European Business School Paris (also known as EBS Paris) is a private business school located in Paris, France, part of INSEEC U.

History
Opened in 1967, EBS Paris has had a pioneering influence on the European model of education, being the first international business school founded in France. EBS Paris is an international institution with campuses in several cities (Paris, London, Geneva and San Francisco). It also has over 130 partner universities in 30 countries, such as London School of Economics, McGill University, University of California, San Diego and University of New South Wales.

EBS Paris is a European state-accredited school of management. Its flagship degree, a five-year program, is recognized by the French Ministry of Education as a Master's degree qualification, making it a Grande École.

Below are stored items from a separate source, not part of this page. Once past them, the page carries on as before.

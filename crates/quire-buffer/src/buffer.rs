//! Core text buffer implementation.
//!
//! ## Why a grid of cells?
//!
//! The editor works one printable character at a time and the cursor is a
//! `(row, col)` pair, so the document is stored exactly that way: a vector
//! of lines, each a vector of cells. Every operation is a direct index
//! into that grid and there is no byte/char conversion to get wrong.
//!
//! ## Learning: Ownership in Action
//!
//! ```rust,ignore
//! let mut buffer = TextBuffer::new(); // buffer OWNS the lines
//! let line = buffer.line(0)?;         // line BORROWS from buffer
//! // buffer.insert_char(mode, 'x');   // ERROR! Can't mutate while borrowed
//! let len = line.len();               // last use ends the borrow
//! buffer.insert_char(mode, 'x')?;     // Now OK!
//! ```

use serde::{Deserialize, Serialize};

use crate::line::{Cell, Line};
use crate::{BufferError, BufferResult, Edge, Mode, Position};

/// What "accept newline" does with the text after the cursor.
#[derive(Debug, Clone, Copy, PartialEq, Eq, Default, Serialize, Deserialize)]
#[serde(rename_all = "lowercase")]
pub enum NewlinePolicy {
    /// Always open a blank line below; the current line is untouched.
    #[default]
    Blank,
    /// Move the cells after the cursor onto the new line.
    Split,
}

/// What backspace does at the start of a line.
#[derive(Debug, Clone, Copy, PartialEq, Eq, Default, Serialize, Deserialize)]
#[serde(rename_all = "lowercase")]
pub enum BackspacePolicy {
    /// Nothing happens at column 0.
    #[default]
    Stop,
    /// Join the current line onto the end of the previous one.
    Join,
}

/// Configuration for buffer behavior
#[derive(Debug, Clone, Copy, PartialEq, Eq, Default)]
pub struct BufferConfig {
    pub newline: NewlinePolicy,
    pub backspace: BackspacePolicy,
}

/// The document being edited plus its cursor.
///
/// # Invariants
///
/// - `lines` is never empty
/// - `cursor.row < lines.len()`
/// - `cursor.col <= lines[cursor.row].len()`
///
/// Every public method upholds these; nothing outside this type can touch
/// the cursor.
#[derive(Debug, Clone)]
pub struct TextBuffer {
    /// Document content, never empty
    lines: Vec<Line>,

    /// Insertion point
    cursor: Position,

    /// Whether the buffer changed since the last save
    modified: bool,

    /// Edit policies
    config: BufferConfig,
}

impl TextBuffer {
    /// Creates a new buffer with one empty line and the cursor at `(0, 0)`.
    ///
    /// # Example
    /// ```
    /// use quire_buffer::{Position, TextBuffer};
    ///
    /// let buffer = TextBuffer::new();
    /// assert_eq!(buffer.line_count(), 1);
    /// assert_eq!(buffer.cursor(), Position::ZERO);
    /// ```
    pub fn new() -> Self {
        Self::with_config(BufferConfig::default())
    }

    /// Creates an empty buffer with custom edit policies.
    pub fn with_config(config: BufferConfig) -> Self {
        Self {
            lines: vec![Line::new()],
            cursor: Position::ZERO,
            modified: false,
            config,
        }
    }

    /// Builds a buffer from existing text.
    ///
    /// `\n` and `\r\n` end a line and a single trailing newline does not
    /// open an extra line, so `from_text(b.to_text())` reproduces `b`.
    /// Characters outside printable ASCII are dropped.
    pub fn from_text(text: &str, config: BufferConfig) -> Self {
        let body = text.strip_suffix('\n').unwrap_or(text);
        let lines = body
            .split('\n')
            .map(|l| Line::from_text(l.strip_suffix('\r').unwrap_or(l)))
            .collect();

        Self {
            lines,
            cursor: Position::ZERO,
            modified: false,
            config,
        }
    }

    // ==================== Text Access ====================

    /// Returns the line at `row`.
    pub fn line(&self, row: usize) -> BufferResult<&Line> {
        self.lines.get(row).ok_or(BufferError::RowOutOfBounds(row))
    }

    /// Returns the content of line `row` as a string.
    pub fn line_text(&self, row: usize) -> BufferResult<String> {
        self.line(row).map(Line::text)
    }

    /// Returns all lines.
    pub fn lines(&self) -> &[Line] {
        &self.lines
    }

    /// Serializes the document: every line followed by `\n`.
    pub fn to_text(&self) -> String {
        let mut out = String::with_capacity(self.lines.iter().map(|l| l.len() + 1).sum());
        for line in &self.lines {
            out.extend(line.cells().iter().map(|c| c.as_char()));
            out.push('\n');
        }
        out
    }

    // ==================== Measurements ====================

    /// Returns the number of lines. Always at least 1.
    #[inline]
    pub fn line_count(&self) -> usize {
        self.lines.len()
    }

    /// Returns the length of a specific line in cells.
    pub fn line_len(&self, row: usize) -> BufferResult<usize> {
        self.line(row).map(Line::len)
    }

    /// Returns true if the document is a single empty line.
    pub fn is_empty(&self) -> bool {
        self.lines.len() == 1 && self.lines[0].is_empty()
    }

    /// Returns the cursor position.
    #[inline]
    pub fn cursor(&self) -> Position {
        self.cursor
    }

    fn current_line_len(&self) -> usize {
        self.lines[self.cursor.row].len()
    }

    fn last_row(&self) -> usize {
        self.lines.len() - 1
    }

    // ==================== Mutations ====================

    fn require_insert(mode: Mode) -> BufferResult<()> {
        if mode.accepts_edits() {
            Ok(())
        } else {
            Err(BufferError::ModeGuard {
                required: Mode::Insert,
                actual: mode,
            })
        }
    }

    /// Inserts `c` at the cursor and advances the cursor by one.
    pub fn insert_char(&mut self, mode: Mode, c: char) -> BufferResult<()> {
        Self::require_insert(mode)?;
        let cell = Cell::new(c).ok_or(BufferError::NonPrintable(c))?;

        let Position { row, col } = self.cursor;
        self.lines[row].insert(col, cell);
        self.cursor.col += 1;
        self.modified = true;
        Ok(())
    }

    /// Handles "accept newline" according to the configured [`NewlinePolicy`].
    ///
    /// The cursor always ends up at the start of the new line.
    pub fn split_line(&mut self, mode: Mode) -> BufferResult<()> {
        Self::require_insert(mode)?;

        let Position { row, col } = self.cursor;
        let new_line = match self.config.newline {
            NewlinePolicy::Blank => Line::new(),
            NewlinePolicy::Split => self.lines[row].split_off(col),
        };
        self.lines.insert(row + 1, new_line);
        self.cursor = Position::new(row + 1, 0);
        self.modified = true;
        Ok(())
    }

    /// Backspace: removes the cell before the cursor.
    ///
    /// At column 0 the [`BackspacePolicy`] decides between a no-op and
    /// joining with the previous line.
    pub fn delete_char_before_cursor(&mut self, mode: Mode) -> BufferResult<()> {
        Self::require_insert(mode)?;

        let Position { row, col } = self.cursor;
        if col > 0 {
            self.lines[row].remove(col - 1);
            self.cursor.col -= 1;
            self.modified = true;
            return Ok(());
        }

        match self.config.backspace {
            BackspacePolicy::Join if row > 0 => {
                let mut current = self.lines.remove(row);
                let prev = &mut self.lines[row - 1];
                let join_col = prev.len();
                prev.append(&mut current);
                self.cursor = Position::new(row - 1, join_col);
                self.modified = true;
                Ok(())
            }
            _ => Err(BufferError::AtBoundary(Edge::Start)),
        }
    }

    // ==================== Cursor Movement ====================

    /// Moves left one cell, wrapping to the end of the previous line.
    pub fn move_cursor_left(&mut self) -> BufferResult<()> {
        let Position { row, col } = self.cursor;
        if col > 0 {
            self.cursor.col -= 1;
        } else if row > 0 {
            self.cursor = Position::new(row - 1, self.lines[row - 1].len());
        } else {
            return Err(BufferError::AtBoundary(Edge::Start));
        }
        Ok(())
    }

    /// Moves right one cell, wrapping to the start of the next line.
    pub fn move_cursor_right(&mut self) -> BufferResult<()> {
        let Position { row, col } = self.cursor;
        if col < self.current_line_len() {
            self.cursor.col += 1;
        } else if row < self.last_row() {
            self.cursor = Position::new(row + 1, 0);
        } else {
            return Err(BufferError::AtBoundary(Edge::End));
        }
        Ok(())
    }

    /// Moves up one line, clamping the column to the destination length.
    pub fn move_cursor_up(&mut self) -> BufferResult<()> {
        if self.cursor.row == 0 {
            return Err(BufferError::AtBoundary(Edge::Top));
        }
        self.cursor.row -= 1;
        self.clamp_cursor_to_line();
        Ok(())
    }

    /// Moves down one line, clamping the column to the destination length.
    pub fn move_cursor_down(&mut self) -> BufferResult<()> {
        if self.cursor.row >= self.last_row() {
            return Err(BufferError::AtBoundary(Edge::Bottom));
        }
        self.cursor.row += 1;
        self.clamp_cursor_to_line();
        Ok(())
    }

    fn clamp_cursor_to_line(&mut self) {
        self.cursor.col = self.cursor.col.min(self.current_line_len());
    }

    // ==================== State Queries ====================

    /// Returns true if the buffer has unsaved changes.
    pub fn is_modified(&self) -> bool {
        self.modified
    }

    /// Clears the modified flag after a successful save.
    pub fn mark_saved(&mut self) {
        self.modified = false;
    }

    /// Returns the buffer's configuration.
    pub fn config(&self) -> &BufferConfig {
        &self.config
    }

    /// Sets new edit policies.
    pub fn set_config(&mut self, config: BufferConfig) {
        self.config = config;
    }
}

impl Default for TextBuffer {
    fn default() -> Self {
        Self::new()
    }
}

impl From<&str> for TextBuffer {
    fn from(s: &str) -> Self {
        Self::from_text(s, BufferConfig::default())
    }
}

impl From<String> for TextBuffer {
    fn from(s: String) -> Self {
        Self::from(s.as_str())
    }
}
//! Key events and the normal-mode key map.
//!
//! ## Learning: Tagged Variants Instead of Callbacks
//!
//! An input source hands the editor plain values (`KeyEvent`) and the
//! editor decides what they mean with a `match`. Nothing here stores a
//! function pointer, and nothing reaches into a global input context.

use crate::config::Config;
use crate::mode::Transition;
use crate::{CoreError, CoreResult};
use std::collections::HashMap;

/// Named control keys.
#[derive(Debug, Clone, Copy, PartialEq, Eq, Hash)]
pub enum NamedKey {
    Escape,
    Enter,
    Backspace,
    Left,
    Right,
    Up,
    Down,
    /// Dedicated "enter insert mode" key, for hosts that have one
    Insert,
    /// Dedicated "enter select mode" key
    Select,
}

impl NamedKey {
    /// Parses a key name such as `"esc"` or `"Enter"` (case-insensitive).
    pub fn parse(s: &str) -> Option<Self> {
        match s.to_lowercase().as_str() {
            "esc" | "escape" => Some(NamedKey::Escape),
            "cr" | "enter" | "return" => Some(NamedKey::Enter),
            "bs" | "backspace" => Some(NamedKey::Backspace),
            "left" => Some(NamedKey::Left),
            "right" => Some(NamedKey::Right),
            "up" => Some(NamedKey::Up),
            "down" => Some(NamedKey::Down),
            "insert" | "ins" => Some(NamedKey::Insert),
            "select" => Some(NamedKey::Select),
            _ => None,
        }
    }

    /// Returns true for the four arrow keys.
    pub fn is_arrow(&self) -> bool {
        matches!(
            self,
            NamedKey::Left | NamedKey::Right | NamedKey::Up | NamedKey::Down
        )
    }
}

impl std::fmt::Display for NamedKey {
    fn fmt(&self, f: &mut std::fmt::Formatter<'_>) -> std::fmt::Result {
        let name = match self {
            NamedKey::Escape => "Esc",
            NamedKey::Enter => "CR",
            NamedKey::Backspace => "BS",
            NamedKey::Left => "Left",
            NamedKey::Right => "Right",
            NamedKey::Up => "Up",
            NamedKey::Down => "Down",
            NamedKey::Insert => "Insert",
            NamedKey::Select => "Select",
        };
        f.write_str(name)
    }
}

/// A single discrete input event.
#[derive(Debug, Clone, Copy, PartialEq, Eq, Hash)]
pub enum KeyEvent {
    /// A typed character (may be non-printable; consumers filter)
    Character(char),
    /// A control key
    Named(NamedKey),
}

impl From<char> for KeyEvent {
    fn from(c: char) -> Self {
        KeyEvent::Character(c)
    }
}

impl From<NamedKey> for KeyEvent {
    fn from(key: NamedKey) -> Self {
        KeyEvent::Named(key)
    }
}

impl std::fmt::Display for KeyEvent {
    fn fmt(&self, f: &mut std::fmt::Formatter<'_>) -> std::fmt::Result {
        match self {
            KeyEvent::Character('<') => write!(f, "<lt>"),
            KeyEvent::Character(c) => write!(f, "{c}"),
            KeyEvent::Named(key) => write!(f, "<{key}>"),
        }
    }
}

/// Parses Vim-style key notation into events.
///
/// `<Esc>`, `<CR>`, `<BS>`, `<Left>` and friends become named keys, `<lt>`
/// is a literal `<`, and every other character is a `Character` event. An
/// unterminated or unknown `<...>` group is taken literally.
///
/// ```
/// use quire_core::keymap::{parse_keys, KeyEvent, NamedKey};
///
/// let keys = parse_keys(":w<CR>");
/// assert_eq!(keys, vec![
///     KeyEvent::Character(':'),
///     KeyEvent::Character('w'),
///     KeyEvent::Named(NamedKey::Enter),
/// ]);
/// ```
pub fn parse_keys(input: &str) -> Vec<KeyEvent> {
    let mut events = Vec::new();
    let mut rest = input;

    while let Some(c) = rest.chars().next() {
        if c == '<' {
            if let Some(end) = rest.find('>') {
                let name = &rest[1..end];
                let parsed = if name.eq_ignore_ascii_case("lt") {
                    Some(KeyEvent::Character('<'))
                } else {
                    NamedKey::parse(name).map(KeyEvent::Named)
                };
                if let Some(event) = parsed {
                    events.push(event);
                    rest = &rest[end + 1..];
                    continue;
                }
            }
        }
        events.push(KeyEvent::Character(c));
        rest = &rest[c.len_utf8()..];
    }

    events
}

/// Maps normal-mode keys to mode transitions.
///
/// Only consulted while the editor is in `Normal` mode; in every other mode
/// characters are text (or ignored).
#[derive(Debug, Clone)]
pub struct Keymap {
    by_char: HashMap<char, Transition>,
}

impl Keymap {
    /// Default bindings: `i` insert, `v` select, `:` command.
    pub fn new() -> Self {
        let mut keymap = Self {
            by_char: HashMap::new(),
        };
        keymap.bind('i', Transition::EnterInsert);
        keymap.bind('v', Transition::EnterSelect);
        keymap.bind(':', Transition::EnterCommand);
        keymap
    }

    /// Creates a keymap from configuration.
    pub fn from_config(config: &Config) -> CoreResult<Self> {
        let keyboard = &config.keyboard;
        let mut keymap = Self {
            by_char: HashMap::new(),
        };
        keymap.bind(
            Self::single_char(&keyboard.enter_insert)?,
            Transition::EnterInsert,
        );
        keymap.bind(
            Self::single_char(&keyboard.enter_select)?,
            Transition::EnterSelect,
        );
        keymap.bind(
            Self::single_char(&keyboard.command_prefix)?,
            Transition::EnterCommand,
        );
        Ok(keymap)
    }

    fn single_char(s: &str) -> CoreResult<char> {
        let mut chars = s.chars();
        match (chars.next(), chars.next()) {
            (Some(c), None) if quire_buffer::Cell::new(c).is_some() => Ok(c),
            _ => Err(CoreError::Config(crate::config::ConfigError::InvalidKey(
                s.to_string(),
            ))),
        }
    }

    /// Binds a character to a transition, replacing any previous binding.
    pub fn bind(&mut self, c: char, transition: Transition) {
        self.by_char.retain(|_, t| *t != transition);
        self.by_char.insert(c, transition);
    }

    /// Resolves an event typed in normal mode.
    pub fn resolve(&self, event: KeyEvent) -> Option<Transition> {
        match event {
            KeyEvent::Character(c) => self.by_char.get(&c).copied(),
            KeyEvent::Named(NamedKey::Insert) => Some(Transition::EnterInsert),
            KeyEvent::Named(NamedKey::Select) => Some(Transition::EnterSelect),
            KeyEvent::Named(_) => None,
        }
    }
}

impl Default for Keymap {
    fn default() -> Self {
        Self::new()
    }
}

#[cfg(test)]
mod tests {
    use super::*;

    #[test]
    fn test_named_key_parse() {
        assert_eq!(NamedKey::parse("ESC"), Some(NamedKey::Escape));
        assert_eq!(NamedKey::parse("return"), Some(NamedKey::Enter));
        assert_eq!(NamedKey::parse("bs"), Some(NamedKey::Backspace));
        assert_eq!(NamedKey::parse("f13"), None);
    }

    #[test]
    fn test_parse_keys() {
        use KeyEvent::{Character, Named};
        assert_eq!(
            parse_keys("i<lt>a<Esc><Left>"),
            vec![
                Character('i'),
                Character('<'),
                Character('a'),
                Named(NamedKey::Escape),
                Named(NamedKey::Left),
            ]
        );
    }

    #[test]
    fn test_parse_keys_unknown_group_is_literal() {
        let keys = parse_keys("<nope>");
        assert_eq!(keys.len(), 6);
        assert_eq!(keys[0], KeyEvent::Character('<'));
        assert_eq!(parse_keys("a<"), vec!['a'.into(), '<'.into()]);
    }

    #[test]
    fn test_display_round_trips() {
        let keys = parse_keys(":wq<CR><lt><BS>");
        let shown: String = keys.iter().map(ToString::to_string).collect();
        assert_eq!(parse_keys(&shown), keys);
    }

    #[test]
    fn test_keymap_defaults() {
        let keymap = Keymap::new();
        assert_eq!(keymap.resolve('i'.into()), Some(Transition::EnterInsert));
        assert_eq!(keymap.resolve('v'.into()), Some(Transition::EnterSelect));
        assert_eq!(keymap.resolve(':'.into()), Some(Transition::EnterCommand));
        assert_eq!(keymap.resolve('x'.into()), None);
        assert_eq!(keymap.resolve(NamedKey::Enter.into()), None);
        assert_eq!(keymap.resolve(NamedKey::Escape.into()), None);
        assert_eq!(keymap.resolve(NamedKey::Insert.into()), Some(Transition::EnterInsert));
    }

    #[test]
    fn test_keymap_from_config() {
        let mut config = Config::default();
        config.keyboard.enter_insert = "a".to_string();
        config.keyboard.command_prefix = ";".to_string();

        let keymap = Keymap::from_config(&config).unwrap();
        assert_eq!(keymap.resolve('a'.into()), Some(Transition::EnterInsert));
        assert_eq!(keymap.resolve(';'.into()), Some(Transition::EnterCommand));
        assert_eq!(keymap.resolve('i'.into()), None);
        assert_eq!(keymap.resolve(':'.into()), None);
    }

    #[test]
    fn test_keymap_rejects_bad_key() {
        let mut config = Config::default();
        config.keyboard.enter_select = "vv".to_string();
        assert!(Keymap::from_config(&config).is_err());

        config.keyboard.enter_select = "\t".to_string();
        assert!(Keymap::from_config(&config).is_err());
    }
}
//! Cells and lines.
//!
//! A `Cell` is one printable ASCII character. It is only constructible
//! through [`Cell::new`], so a line can never contain a control byte.
//! Layout data (pixel offsets, glyph widths) belongs to the renderer and
//! is deliberately absent here.

use serde::{Deserialize, Serialize};

/// One printable ASCII character (32..=126).
#[derive(Debug, Clone, Copy, PartialEq, Eq, Hash, Serialize, Deserialize)]
#[serde(into = "char", try_from = "char")]
pub struct Cell(u8);

impl Cell {
    /// Creates a cell, or `None` if `c` is not printable ASCII.
    pub fn new(c: char) -> Option<Self> {
        if is_printable(c) {
            Some(Self(c as u8))
        } else {
            None
        }
    }

    /// Returns the character stored in this cell.
    #[inline]
    pub fn as_char(self) -> char {
        self.0 as char
    }
}

/// Returns true for printable ASCII (space through tilde).
#[inline]
pub fn is_printable(c: char) -> bool {
    matches!(c, ' '..='~')
}

impl From<Cell> for char {
    fn from(cell: Cell) -> char {
        cell.as_char()
    }
}

impl TryFrom<char> for Cell {
    type Error = String;

    fn try_from(c: char) -> Result<Self, Self::Error> {
        Cell::new(c).ok_or_else(|| format!("{c:?} is not printable ASCII"))
    }
}

impl std::fmt::Display for Cell {
    fn fmt(&self, f: &mut std::fmt::Formatter<'_>) -> std::fmt::Result {
        write!(f, "{}", self.as_char())
    }
}

/// An ordered run of cells. May be empty.
#[derive(Debug, Clone, Default, PartialEq, Eq, Serialize, Deserialize)]
pub struct Line {
    cells: Vec<Cell>,
}

impl Line {
    /// Creates an empty line.
    pub fn new() -> Self {
        Self { cells: Vec::new() }
    }

    /// Builds a line from text, dropping anything that isn't printable ASCII.
    pub fn from_text(text: &str) -> Self {
        Self {
            cells: text.chars().filter_map(Cell::new).collect(),
        }
    }

    #[inline]
    pub fn len(&self) -> usize {
        self.cells.len()
    }

    #[inline]
    pub fn is_empty(&self) -> bool {
        self.cells.is_empty()
    }

    pub fn cells(&self) -> &[Cell] {
        &self.cells
    }

    pub(crate) fn insert(&mut self, col: usize, cell: Cell) {
        self.cells.insert(col, cell);
    }

    pub(crate) fn remove(&mut self, col: usize) -> Cell {
        self.cells.remove(col)
    }

    /// Splits off every cell from `col` onwards into a new line.
    pub(crate) fn split_off(&mut self, col: usize) -> Line {
        Line {
            cells: self.cells.split_off(col),
        }
    }

    pub(crate) fn append(&mut self, other: &mut Line) {
        self.cells.append(&mut other.cells);
    }

    /// Returns the line content as a `String`.
    pub fn text(&self) -> String {
        self.cells.iter().map(|c| c.as_char()).collect()
    }
}

impl std::fmt::Display for Line {
    fn fmt(&self, f: &mut std::fmt::Formatter<'_>) -> std::fmt::Result {
        for cell in &self.cells {
            write!(f, "{cell}")?;
        }
        Ok(())
    }
}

EBS Paris is also a member of UGEI, Conférence des Grandes écoles, European Foundation for Management Development, and Association to Advance Collegiate Schools of Business.

It is currently still one of the few schools to educate international executives and business managers who master three languages, having over 7,600 alumni in 64 countries. EBS Paris is a partner of the French National Committee of Foreign Trade Advisers.

The school has been part of Laureate International Universities since 2013. Bill Clinton was the honorary chancellor of the network from 2010 to 2015.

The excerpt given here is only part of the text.